In this tercentenary year, and in the year of Lasallian vocations, we are encouraged to examine our own vocation and practice as educators as we consider how St John Baptist de La Salle and the Brothers lived with “one heart, one commitment, one life.” As we celebrate 300 years of such a wonderful charism and the lives that this has touched, we ask, how are we called to live this out today?
To help open the door to a conversation about our Lasallian commitment and how we develop a culture of vocations, we heard from Br Laurence (Provincial) about the end of St John Baptist de La Salle’s life. How as he prepared for death in 1719, with one hundred Brothers entrusted to the mission, he planned for a future that he would not know or see.
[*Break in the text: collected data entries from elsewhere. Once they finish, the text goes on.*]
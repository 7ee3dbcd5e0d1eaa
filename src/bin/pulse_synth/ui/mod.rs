//! TUI for pulse-synth
//!
//! Three faders, a toggle keyboard, and live scope/spectrum views of the
//! engine output.

mod controls;
mod keyboard;
mod spectrum;
mod waveform;

use std::{fs, path::PathBuf, time::Duration};

use color_eyre::eyre::Result as EyreResult;
use crossterm::event::{self, Event, KeyCode, KeyEvent, KeyEventKind, KeyModifiers};
use ratatui::{
    layout::{Constraint, Direction, Layout},
    style::{Color, Style},
    widgets::Paragraph,
    DefaultTerminal, Frame,
};

use pulse_synth::{patch::PatchState, synth::message::SynthMessage, ParamId};

use crate::app::{AudioHandle, VIS_BLOCK_LEN};
use controls::render_controls;
use keyboard::{render_keyboard, Keyboard, KeyboardAction};
use spectrum::{render_spectrum, SpectrumAnalyzer};
use waveform::render_waveform;

/// Fader movement per arrow press, as a fraction of the range
const FADER_STEP: f32 = 0.01;
const FADER_COARSE_STEP: f32 = 0.1;

pub struct UiApp {
    audio: AudioHandle,
    patch_path: PathBuf,
    keyboard: Keyboard,
    selected: usize,
    /// Newest VIS_BLOCK_LEN samples from the engine
    vis_buffer: Vec<f32>,
    spectrum: SpectrumAnalyzer,
    status: String,
    should_quit: bool,
}

impl UiApp {
    pub fn new(audio: AudioHandle, patch_path: PathBuf) -> Self {
        let spectrum = SpectrumAnalyzer::new(VIS_BLOCK_LEN, audio.sample_rate);
        Self {
            audio,
            patch_path,
            keyboard: Keyboard::new(),
            selected: 0,
            vis_buffer: vec![0.0; VIS_BLOCK_LEN],
            spectrum,
            status: String::from("ready"),
            should_quit: false,
        }
    }

    pub fn run(&mut self, terminal: &mut DefaultTerminal) -> EyreResult<()> {
        while !self.should_quit {
            self.poll_audio();

            terminal.draw(|frame| self.render(frame))?;

            // ~60fps
            if event::poll(Duration::from_millis(16))? {
                if let Event::Key(key) = event::read()? {
                    if key.kind == KeyEventKind::Press {
                        self.handle_key(key);
                    }
                }
            }
        }

        // Leave the device silent on the way out
        self.audio.send(SynthMessage::AllNotesOff);
        Ok(())
    }

    fn poll_audio(&mut self) {
        let mut received = false;
        while let Ok(sample) = self.audio.audio_rx.pop() {
            self.vis_buffer.push(sample);
            received = true;
        }

        if self.vis_buffer.len() > VIS_BLOCK_LEN {
            let excess = self.vis_buffer.len() - VIS_BLOCK_LEN;
            self.vis_buffer.drain(0..excess);
        }
        if received {
            self.spectrum.update(&self.vis_buffer);
        }
    }

    fn handle_key(&mut self, key: KeyEvent) {
        if key.modifiers.contains(KeyModifiers::CONTROL) {
            match key.code {
                KeyCode::Char('s') => self.save_patch(),
                KeyCode::Char('l') => self.load_patch(),
                KeyCode::Char('c') => self.should_quit = true,
                _ => {}
            }
            return;
        }

        let coarse = key.modifiers.contains(KeyModifiers::SHIFT);
        let step = if coarse { FADER_COARSE_STEP } else { FADER_STEP };

        match key.code {
            KeyCode::Esc => self.should_quit = true,
            KeyCode::Up => self.selected = self.selected.saturating_sub(1),
            KeyCode::Down => self.selected = (self.selected + 1).min(ParamId::ALL.len() - 1),
            KeyCode::Left => self.nudge(-step),
            KeyCode::Right => self.nudge(step),
            KeyCode::Char(' ') => {
                self.keyboard.release_all();
                self.send(SynthMessage::AllNotesOff);
            }
            KeyCode::Char(c) => match self.keyboard.press(c) {
                Some(KeyboardAction::NoteOn(note)) => self.send(SynthMessage::NoteOn {
                    note,
                    velocity: keyboard::VELOCITY,
                }),
                Some(KeyboardAction::NoteOff(note)) => self.send(SynthMessage::NoteOff { note }),
                Some(KeyboardAction::Octave(base)) => {
                    self.status = format!("octave base {}", keyboard::note_name(base));
                }
                None => {}
            },
            _ => {}
        }
    }

    fn send(&mut self, message: SynthMessage) {
        if !self.audio.send(message) {
            log::warn!("message ring full, dropped {message:?}");
        }
    }

    /// Move the selected fader by `delta` of its range.
    fn nudge(&mut self, delta: f32) {
        let id = ParamId::ALL[self.selected];
        let spec = id.spec();
        let position = spec.normalize(self.audio.params.get(id));
        let value = spec.denormalize(position + delta);
        self.send(SynthMessage::SetParam { id, value });
    }

    fn save_patch(&mut self) {
        let result = PatchState::capture(&self.audio.params)
            .to_bytes()
            .map_err(|err| err.to_string())
            .and_then(|bytes| fs::write(&self.patch_path, bytes).map_err(|err| err.to_string()));

        self.status = match result {
            Ok(()) => format!("saved {}", self.patch_path.display()),
            Err(err) => {
                log::error!("saving {} failed: {err}", self.patch_path.display());
                format!("save failed: {err}")
            }
        };
    }

    fn load_patch(&mut self) {
        let bytes = match fs::read(&self.patch_path) {
            Ok(bytes) => bytes,
            Err(err) => {
                log::warn!("reading {} failed: {err}", self.patch_path.display());
                self.status = format!("load failed: {err}");
                return;
            }
        };

        // Same fallback as the engine: a bad patch resets to defaults
        self.status = match PatchState::from_bytes(&bytes) {
            Ok(state) => {
                state.apply_to(&self.audio.params);
                format!("loaded {}", self.patch_path.display())
            }
            Err(err) => {
                log::warn!("rejected patch {}: {err}", self.patch_path.display());
                self.audio.params.reset_to_defaults();
                format!("bad patch, defaults restored: {err}")
            }
        };
    }

    fn render(&self, frame: &mut Frame) {
        let rows = Layout::default()
            .direction(Direction::Vertical)
            .constraints([Constraint::Min(10), Constraint::Length(1)])
            .split(frame.area());

        let columns = Layout::default()
            .direction(Direction::Horizontal)
            .constraints([Constraint::Percentage(40), Constraint::Percentage(60)])
            .split(rows[0]);

        let left = Layout::default()
            .direction(Direction::Vertical)
            .constraints([Constraint::Length(11), Constraint::Min(5)])
            .split(columns[0]);

        let right = Layout::default()
            .direction(Direction::Vertical)
            .constraints([Constraint::Percentage(50), Constraint::Percentage(50)])
            .split(columns[1]);

        let snapshot = self.audio.params.snapshot();
        render_controls(frame, left[0], &snapshot, self.selected, self.audio.sample_rate);
        render_keyboard(frame, left[1], &self.keyboard);
        render_waveform(frame, right[0], &self.vis_buffer);
        render_spectrum(frame, right[1], self.spectrum.data());

        let help = Paragraph::new(format!(
            " [Esc] Quit  [↑↓] Select  [←→] Adjust  [Z-M] Notes  [[ ]] Octave  [Space] Release  [^S/^L] Save/Load  | {}",
            self.status
        ))
        .style(Style::default().fg(Color::DarkGray));
        frame.render_widget(help, rows[1]);
    }
}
As we reflect on 300 years, and celebrate this legacy, we must remind ourselves that for 300 years our Lasallian mission has grown, developed and flourished. Now, for the short time that we are graced with being a part of this mission, we must safeguard its future, nurture it and prepare it to be handed to the next generation. A generation who we hope will become, “the heart, the memory, and the guarantor of the Lasallian Charism”. (La Salle, 2018: p12)
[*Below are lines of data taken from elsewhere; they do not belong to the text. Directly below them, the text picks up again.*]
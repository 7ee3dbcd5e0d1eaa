use crate::{io::midi::MidiEvent, synth::message::SynthMessage};

/// Translate a MIDI event into an engine message.
///
/// Only note events on `channel_filter` pass. A note-on with velocity 0 is a
/// note-off by MIDI convention.
pub fn midi_to_synth(midi: MidiEvent, channel_filter: u8) -> Option<SynthMessage> {
    match midi {
        MidiEvent::NoteOn {
            channel,
            key,
            velocity: 0,
        } if channel == channel_filter => Some(SynthMessage::NoteOff { note: key }),
        MidiEvent::NoteOn {
            channel,
            key,
            velocity,
        } if channel == channel_filter => Some(SynthMessage::NoteOn {
            note: key,
            velocity: velocity_to_unit(velocity),
        }),
        MidiEvent::NoteOff { channel, key, .. } if channel == channel_filter => {
            Some(SynthMessage::NoteOff { note: key })
        }
        MidiEvent::ControlChange {
            channel,
            controller: 123,
            ..
        } if channel == channel_filter => Some(SynthMessage::AllNotesOff),
        _ => None,
    }
}

/// Convert MIDI note number to frequency in Hz.
/// A4 = 440 Hz = MIDI note 69
#[inline]
pub fn midi_note_to_freq(note: u8) -> f32 {
    440.0 * 2.0_f32.powf((note as f32 - 69.0) / 12.0)
}

/// Map a 7-bit MIDI velocity onto 0.0 - 1.0.
#[inline]
pub fn velocity_to_unit(velocity: u8) -> f32 {
    velocity.min(127) as f32 / 127.0
}

#[cfg(test)]
mod tests {
    use super::*;

    #[test]
    fn test_note_to_freq_reference_pitches() {
        assert_eq!(midi_note_to_freq(69), 440.0);
        assert!((midi_note_to_freq(60) - 261.626).abs() < 0.01);
        assert!((midi_note_to_freq(81) - 880.0).abs() < 0.01);
        assert!((midi_note_to_freq(0) - 8.176).abs() < 0.01);
    }

    #[test]
    fn test_velocity_scaling() {
        assert_eq!(velocity_to_unit(0), 0.0);
        assert_eq!(velocity_to_unit(127), 1.0);
        assert_eq!(velocity_to_unit(200), 1.0);
    }

    #[test]
    fn test_channel_filter() {
        let on = MidiEvent::NoteOn {
            channel: 2,
            key: 64,
            velocity: 127,
        };
        assert_eq!(
            midi_to_synth(on, 2),
            Some(SynthMessage::NoteOn {
                note: 64,
                velocity: 1.0
            })
        );
        assert_eq!(midi_to_synth(on, 0), None);
    }

    #[test]
    fn test_zero_velocity_note_on_is_note_off() {
        let event = MidiEvent::NoteOn {
            channel: 0,
            key: 60,
            velocity: 0,
        };
        assert_eq!(midi_to_synth(event, 0), Some(SynthMessage::NoteOff { note: 60 }));
    }

    #[test]
    fn test_all_notes_off_controller() {
        let event = MidiEvent::ControlChange {
            channel: 0,
            controller: 123,
            value: 0,
        };
        assert_eq!(midi_to_synth(event, 0), Some(SynthMessage::AllNotesOff));
    }
}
We heard from Heather Ruple Gilson (Co-secretary of Lasallian association) about vocation and how important it is to reclaim this word, speaking openly about what this might mean in our vibrant and diverse contexts. With one beautiful sentence taken from a poem by Mary Oliver, we are given the words to help us unpick vocations with young people, “Tell me, what is it you plan to do with your one wild and precious life.” How can we live our lives with passion and meaning? How can we follow our dreams and live more deeply today? In doing this whom are we each called to serve?
To look at practical ways in which we can be the stewards, we heard from Brian Halpin (Educator from DLS, Dundalk) who gave reflections and insights into how forming the animation teams in Ireland has led to a deeper collective understanding of Lasallian vocation. A recently formed 1719 Society for student leaders was shared by Jo Millea (Educator from De La Salle, St Helens) who talked about empowering young people to take a more active, Lasallian centred and purposeful role in leadership. Emma Biggins (Director at St Cassian’s retreat centre) shared experiences and realities relating to the working with young people in a voluntary capacity at the retreat centres and how this experience builds within them a sense of vocation and helps them to unpick the direction that they are called to next.
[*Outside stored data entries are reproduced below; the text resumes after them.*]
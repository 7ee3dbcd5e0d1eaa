/// Demonstrates polyphonic synthesis without real-time audio
/// Shows voice allocation, retriggering and voice stealing

use rtrb::RingBuffer;
use pulse_synth::{
    synth::{message::SynthMessage, poly::PolySynth},
    NUM_VOICES,
};

fn peak(buffer: &[Vec<f32>]) -> f32 {
    buffer[0].iter().fold(0.0f32, |acc, &x| acc.max(x.abs()))
}

fn sounding(poly: &PolySynth) -> Vec<u8> {
    let mut notes: Vec<u8> = poly.active_notes().collect();
    notes.sort_unstable();
    notes
}

fn main() {
    env_logger::init();
    println!("=== Polyphony Demo (Offline) ===\n");

    let sample_rate = 48_000.0;
    let block_size = 256;

    // Control thread side of the message queue
    let (mut tx, mut rx) = RingBuffer::<SynthMessage>::new(64);

    let mut poly = PolySynth::new();
    poly.prepare(sample_rate, block_size);
    println!("Created PolySynth with {} voices\n", NUM_VOICES);

    let mut buffer = vec![vec![0.0f32; block_size]; 2];

    // C major seventh, spread over two octaves
    println!("Playing Cmaj7:");
    for note in [48u8, 55, 60, 64, 67, 71] {
        println!("  Note On: {note}");
        let _ = tx.push(SynthMessage::NoteOn {
            note,
            velocity: 0.8,
        });
    }
    poly.process_block(&mut buffer, &mut rx);
    println!("  Active voices: {}", poly.active_voice_count());
    println!("  Peak amplitude: {:.3}", peak(&buffer));

    // Retrigger a sounding note: it moves to a fresh voice, no doubling
    println!("\nRetriggering E4 (64)");
    let _ = tx.push(SynthMessage::NoteOn {
        note: 64,
        velocity: 1.0,
    });
    poly.process_block(&mut buffer, &mut rx);
    println!("  Active voices: {}", poly.active_voice_count());

    // Fill the pool, then go one past it
    println!("\nAdding D5 (74), F5 (77) and A5 (81) - the last one steals");
    for note in [74u8, 77, 81] {
        let _ = tx.push(SynthMessage::NoteOn {
            note,
            velocity: 0.8,
        });
    }
    poly.process_block(&mut buffer, &mut rx);
    println!("  Sounding: {:?}", sounding(&poly));
    println!("  Lowest (48) and highest (77) were protected; the oldest inner note (55) went");
    println!("  Peak amplitude: {:.3}", peak(&buffer));

    // Release everything
    println!("\nAll notes off");
    let _ = tx.push(SynthMessage::AllNotesOff);
    poly.process_block(&mut buffer, &mut rx);
    println!("  Active voices: {}", poly.active_voice_count());
    println!("  Peak amplitude: {:.3}", peak(&buffer));
}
Finally, to close the day, Dominic Cain (Chaplain at De La Salle, St Helens) led us through Lectio Divinia using the Good Shepherd scripture but with a creative twist combining art journaling techniques. This provided an opportunity for thoughtful, personal reflection on what the messages from the day were saying to us and gave us the space needed to gather ourselves ready to be able to use this experience in a positive way once back in our own realities.
With all Lasallian formation events, a coming together of like-minded, passionate individuals all of whom are committed to the Lasallian charism, always creates such a brilliant, energetic atmosphere which fills us all with hope and excitement for the future of our Lasallian mission. Many thanks to all who made the day such a special occasion.